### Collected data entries
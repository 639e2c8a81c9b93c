//! The fixed quote dataset and category filtering.
//!
//! The dataset is a compile-time constant: 25 quotes, five per category,
//! with stable ids 1–25. Category tags form a closed set, so an unknown
//! tag is rejected at the parse boundary (CLI/config) and can never reach
//! the selection or favorites logic.

use std::fmt;
use std::str::FromStr;
use thiserror::Error;

/// Stable identifier of a quote. Persisted favorites reference these.
pub type QuoteId = u32;

/// An immutable quote record.
#[derive(Debug, Clone, Copy, PartialEq, Eq)]
pub struct Quote {
    pub id: QuoteId,
    pub text: &'static str,
    pub author: &'static str,
    pub category: Category,
}

/// Topical tag of a quote. Closed set.
#[derive(Debug, Clone, Copy, PartialEq, Eq)]
pub enum Category {
    Success,
    Love,
    Coding,
    Life,
    Motivation,
}

impl Category {
    pub const ALL: [Category; 5] = [
        Category::Success,
        Category::Love,
        Category::Coding,
        Category::Life,
        Category::Motivation,
    ];

    pub fn tag(&self) -> &'static str {
        match self {
            Category::Success => "success",
            Category::Love => "love",
            Category::Coding => "coding",
            Category::Life => "life",
            Category::Motivation => "motivation",
        }
    }
}

impl fmt::Display for Category {
    fn fmt(&self, f: &mut fmt::Formatter<'_>) -> fmt::Result {
        f.write_str(self.tag())
    }
}

/// Active category filter: a single category, or the `all` sentinel
/// meaning no filter.
#[derive(Debug, Clone, Copy, PartialEq, Eq, Default)]
pub enum CategoryFilter {
    #[default]
    All,
    Only(Category),
}

impl CategoryFilter {
    /// Every selectable filter, in tab-bar order.
    pub const CHOICES: [CategoryFilter; 6] = [
        CategoryFilter::All,
        CategoryFilter::Only(Category::Success),
        CategoryFilter::Only(Category::Love),
        CategoryFilter::Only(Category::Coding),
        CategoryFilter::Only(Category::Life),
        CategoryFilter::Only(Category::Motivation),
    ];

    pub fn tag(&self) -> &'static str {
        match self {
            CategoryFilter::All => "all",
            CategoryFilter::Only(category) => category.tag(),
        }
    }

    pub fn matches(&self, category: Category) -> bool {
        match self {
            CategoryFilter::All => true,
            CategoryFilter::Only(only) => *only == category,
        }
    }

    /// The next filter in tab-bar order, wrapping around.
    pub fn next(self) -> Self {
        let index = self.choice_index();
        Self::CHOICES[(index + 1) % Self::CHOICES.len()]
    }

    /// The previous filter in tab-bar order, wrapping around.
    pub fn prev(self) -> Self {
        let index = self.choice_index();
        Self::CHOICES[(index + Self::CHOICES.len() - 1) % Self::CHOICES.len()]
    }

    fn choice_index(self) -> usize {
        Self::CHOICES
            .iter()
            .position(|choice| *choice == self)
            .unwrap_or(0)
    }
}

impl fmt::Display for CategoryFilter {
    fn fmt(&self, f: &mut fmt::Formatter<'_>) -> fmt::Result {
        f.write_str(self.tag())
    }
}

/// Unknown category tag at the parse boundary.
#[derive(Debug, Clone, PartialEq, Eq, Error)]
#[error("unrecognized category '{0}' (expected one of: all, success, love, coding, life, motivation)")]
pub struct ParseCategoryError(pub String);

impl FromStr for CategoryFilter {
    type Err = ParseCategoryError;

    fn from_str(s: &str) -> Result<Self, Self::Err> {
        CategoryFilter::CHOICES
            .iter()
            .find(|choice| choice.tag() == s)
            .copied()
            .ok_or_else(|| ParseCategoryError(s.to_string()))
    }
}

/// A read-only, ordered collection of quotes.
pub struct Catalog {
    quotes: &'static [Quote],
}

static BUILTIN: Catalog = Catalog { quotes: &QUOTES };

impl Catalog {
    pub const fn new(quotes: &'static [Quote]) -> Self {
        Self { quotes }
    }

    /// The fixed built-in dataset.
    pub fn builtin() -> &'static Catalog {
        &BUILTIN
    }

    /// Full ordered list; identical on every call.
    pub fn all(&self) -> &[Quote] {
        self.quotes
    }

    /// Quotes matching the filter, preserving original order.
    /// `All` returns the full list unfiltered.
    pub fn by_category(&self, filter: CategoryFilter) -> Vec<&Quote> {
        self.quotes
            .iter()
            .filter(|quote| filter.matches(quote.category))
            .collect()
    }

    pub fn find(&self, id: QuoteId) -> Option<&Quote> {
        self.quotes.iter().find(|quote| quote.id == id)
    }
}

const fn quote(
    id: QuoteId,
    text: &'static str,
    author: &'static str,
    category: Category,
) -> Quote {
    Quote {
        id,
        text,
        author,
        category,
    }
}

static QUOTES: [Quote; 25] = [
    quote(1, "The only way to do great work is to love what you do.", "Steve Jobs", Category::Success),
    quote(2, "Success is not final, failure is not fatal: it is the courage to continue that counts.", "Winston Churchill", Category::Success),
    quote(3, "Success usually comes to those who are too busy to be looking for it.", "Henry David Thoreau", Category::Success),
    quote(4, "Don't be afraid to give up the good to go for the great.", "John D. Rockefeller", Category::Success),
    quote(5, "I find that the harder I work, the more luck I seem to have.", "Thomas Jefferson", Category::Success),
    quote(6, "The best thing to hold onto in life is each other.", "Audrey Hepburn", Category::Love),
    quote(7, "Love is composed of a single soul inhabiting two bodies.", "Aristotle", Category::Love),
    quote(8, "Where there is love there is life.", "Mahatma Gandhi", Category::Love),
    quote(9, "The greatest happiness of life is the conviction that we are loved.", "Victor Hugo", Category::Love),
    quote(10, "To love and be loved is to feel the sun from both sides.", "David Viscott", Category::Love),
    quote(11, "First, solve the problem. Then, write the code.", "John Johnson", Category::Coding),
    quote(12, "Code is like humor. When you have to explain it, it's bad.", "Cory House", Category::Coding),
    quote(13, "Any fool can write code that a computer can understand. Good programmers write code that humans can understand.", "Martin Fowler", Category::Coding),
    quote(14, "Experience is the name everyone gives to their mistakes.", "Oscar Wilde", Category::Coding),
    quote(15, "The most disastrous thing that you can ever learn is your first programming language.", "Alan Kay", Category::Coding),
    quote(16, "In the end, it's not the years in your life that count. It's the life in your years.", "Abraham Lincoln", Category::Life),
    quote(17, "Life is what happens when you're busy making other plans.", "John Lennon", Category::Life),
    quote(18, "The purpose of our lives is to be happy.", "Dalai Lama", Category::Life),
    quote(19, "Life is really simple, but we insist on making it complicated.", "Confucius", Category::Life),
    quote(20, "Get busy living or get busy dying.", "Stephen King", Category::Life),
    quote(21, "The only impossible journey is the one you never begin.", "Tony Robbins", Category::Motivation),
    quote(22, "Everything you've ever wanted is on the other side of fear.", "George Addair", Category::Motivation),
    quote(23, "Believe you can and you're halfway there.", "Theodore Roosevelt", Category::Motivation),
    quote(24, "The future belongs to those who believe in the beauty of their dreams.", "Eleanor Roosevelt", Category::Motivation),
    quote(25, "It does not matter how slowly you go as long as you do not stop.", "Confucius", Category::Motivation),
];

#[cfg(test)]
mod tests {
    use super::*;

    #[test]
    fn builtin_has_25_quotes_with_unique_ids() {
        let catalog = Catalog::builtin();
        assert_eq!(catalog.all().len(), 25);
        for (index, quote) in catalog.all().iter().enumerate() {
            assert_eq!(quote.id, index as QuoteId + 1);
        }
    }

    #[test]
    fn each_category_has_five_quotes() {
        let catalog = Catalog::builtin();
        for category in Category::ALL {
            let pool = catalog.by_category(CategoryFilter::Only(category));
            assert_eq!(pool.len(), 5, "category {category}");
            assert!(pool.iter().all(|quote| quote.category == category));
        }
    }

    #[test]
    fn all_filter_returns_full_list_in_order() {
        let catalog = Catalog::builtin();
        let pool = catalog.by_category(CategoryFilter::All);
        assert_eq!(pool.len(), 25);
        assert_eq!(pool[0].id, 1);
        assert_eq!(pool[24].id, 25);
    }

    #[test]
    fn find_resolves_known_and_unknown_ids() {
        let catalog = Catalog::builtin();
        assert_eq!(catalog.find(12).map(|q| q.author), Some("Cory House"));
        assert!(catalog.find(999).is_none());
    }

    #[test]
    fn tags_round_trip_through_parse() {
        for choice in CategoryFilter::CHOICES {
            let parsed: CategoryFilter = choice.tag().parse().unwrap();
            assert_eq!(parsed, choice);
        }
    }

    #[test]
    fn unknown_tag_is_rejected_with_recognized_set() {
        let err = "pizza".parse::<CategoryFilter>().unwrap_err();
        let message = err.to_string();
        assert!(message.contains("'pizza'"));
        assert!(message.contains("motivation"));
    }

    #[test]
    fn cycling_covers_every_filter_and_wraps() {
        let mut filter = CategoryFilter::All;
        let mut seen = Vec::new();
        for _ in 0..CategoryFilter::CHOICES.len() {
            seen.push(filter);
            filter = filter.next();
        }
        assert_eq!(filter, CategoryFilter::All);
        assert_eq!(seen, CategoryFilter::CHOICES);
        assert_eq!(CategoryFilter::All.prev(), CategoryFilter::Only(Category::Motivation));
    }
}
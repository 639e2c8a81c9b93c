use serde::{Deserialize, Serialize};
use std::path::PathBuf;

/// Root configuration container.
#[derive(Debug, Clone, Default, Serialize, Deserialize)]
pub struct Config {
    #[serde(default)]
    pub storage: StorageConfig,
    #[serde(default)]
    pub ui: UiConfig,
}

/// Storage location settings.
#[derive(Debug, Clone, Default, Serialize, Deserialize)]
pub struct StorageConfig {
    /// Overrides the platform data directory holding `favorites.json` and
    /// the log file.
    #[serde(default)]
    pub data_dir: Option<PathBuf>,
}

/// Display timing settings, all in milliseconds.
#[derive(Debug, Clone, Serialize, Deserialize)]
pub struct UiConfig {
    /// Quote-swap fade window during which further draws are dropped
    /// (default: 800).
    #[serde(default = "default_transition_ms")]
    pub transition_ms: u64,
    /// How long a toast stays on screen (default: 3000).
    #[serde(default = "default_toast_ms")]
    pub toast_ms: u64,
    /// Event-loop tick interval (default: 100).
    #[serde(default = "default_tick_ms")]
    pub tick_ms: u64,
}

fn default_transition_ms() -> u64 {
    800
}

fn default_toast_ms() -> u64 {
    3000
}

fn default_tick_ms() -> u64 {
    100
}

impl Default for UiConfig {
    fn default() -> Self {
        Self {
            transition_ms: default_transition_ms(),
            toast_ms: default_toast_ms(),
            tick_ms: default_tick_ms(),
        }
    }
}

impl Config {
    /// Effective data directory: the configured override, or the platform
    /// data directory joined with `quoterm`.
    pub fn data_dir(&self) -> PathBuf {
        self.storage.data_dir.clone().unwrap_or_else(|| {
            dirs::data_dir()
                .unwrap_or_else(|| PathBuf::from("."))
                .join("quoterm")
        })
    }
}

### Instructions for the task
Take every line from the records above that has the word "directory" and copy it.

### Problem solution
    /// Overrides the platform data directory holding `favorites.json` and
    /// Effective data directory: the configured override, or the platform
    /// data directory joined with `quoterm`.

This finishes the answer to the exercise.